Monsieur le ministre, une personne travaillant pour le compte de l'Élysée, même non rémunérée, doit être rattachée à la dotation de la Présidence de la République. Pouvez-vous nous indiquer combien de personnes se trouvent dans cette situation ? Quelles dispositions comptez-vous prendre pour faire respecter ce principe à l'avenir ?

Ma deuxième question porte encore sur la dotation de la Présidence de la République.

Vous vous souvenez sans doute que la problématique des sondages avait revêtu une importance particulière l'an passé.
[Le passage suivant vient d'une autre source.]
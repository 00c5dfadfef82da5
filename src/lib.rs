//! # eoka-ocr
//!
//! Find on-screen text with OCR and act on it. Works on image files, freshly
//! loaded URLs, or the live tab of an already-running browser (CDP).
//!
//! ## Quick Start
//!
//! ```rust,no_run
//! use eoka_ocr::{FindQuery, ImageInput, Ocr, Settings};
//!
//! # #[tokio::main]
//! # async fn main() -> eoka_ocr::Result<()> {
//! let settings = Settings::load(None)?;
//! let ocr = Ocr::connect(&settings, false).await?;
//!
//! let image = ImageInput::path("screenshot.png");
//! if let Some(item) = ocr.find(&image, &FindQuery::new("Login")).await? {
//!     println!("{} at {:?}", item.text, item.center);
//! }
//! # Ok(())
//! # }
//! ```

pub mod browser;
pub mod config;
pub mod matcher;
pub mod mcp;
pub mod ocr;
pub mod output;
pub mod server;

pub use browser::{CdpTab, LaunchedPage};
pub use config::{ModelSettings, Settings};
pub use matcher::{FindQuery, Region};
pub use ocr::{FindOutcome, ImageInput, Ocr, OcrItem, OcrWorker, Recognize};

/// Result type for eoka-ocr operations.
pub type Result<T> = std::result::Result<T, Error>;

/// Errors that can occur while capturing, recognizing, or serving.
#[derive(Debug, thiserror::Error)]
pub enum Error {
    #[error("config error: {0}")]
    Config(String),

    #[error("yaml parse error: {0}")]
    Yaml(#[from] serde_yaml::Error),

    #[error("json error: {0}")]
    Json(#[from] serde_json::Error),

    #[error("io error: {0}")]
    Io(#[from] std::io::Error),

    #[error("image error: {0}")]
    Image(#[from] image::ImageError),

    #[error("decode error: {0}")]
    Decode(String),

    #[error("browser error: {0}")]
    Browser(#[from] eoka::Error),

    #[error("cdp error: {0}")]
    Cdp(#[from] chromiumoxide::error::CdpError),

    #[error("http error: {0}")]
    Http(#[from] reqwest::Error),

    #[error("ocr error: {0}")]
    Ocr(String),

    #[error("server error: {0}")]
    Server(String),
}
Un référé de la Cour des comptes relatif au contrôle de la gestion du Service d'information du Gouvernement, le SIG, indique qu'« aujourd'hui, les commandes lancées par le SIG tant en matière d'études et de sondages que d'actions de communication sont décidées par d'autres (la Présidence de la République, notamment depuis 2007) et souvent à la dernière minute » Je rejoindrai donc Jean-Pierre Brard dans la conclusion de son paragraphe consacré au SIG ; « activité ne poursuivant pas un but d'intérêt général, mais servant principalement à informer l'exécutif de l'état de l'opinion des Français ». Et je compléterai mon propos par cet autre extrait du référé : « La cellule communication du chef de l'État intervient dans le processus de choix » – du plan de commandes d'études et de sondages.

La Présidence a bien réduit ses coûts en matière de sondages mais, en réalité, ce sont d'autres qui les prennent en charge. Monsieur le ministre, à chaque fois qu'un problème est soulevé au grand jour, il n'y est mis fin que par un effet d'optique et au prix d'un retour en arrière du point de vue de la transparence. Quelles garanties pouvez-vous nous apporter pour faire cesser cet état de fait ?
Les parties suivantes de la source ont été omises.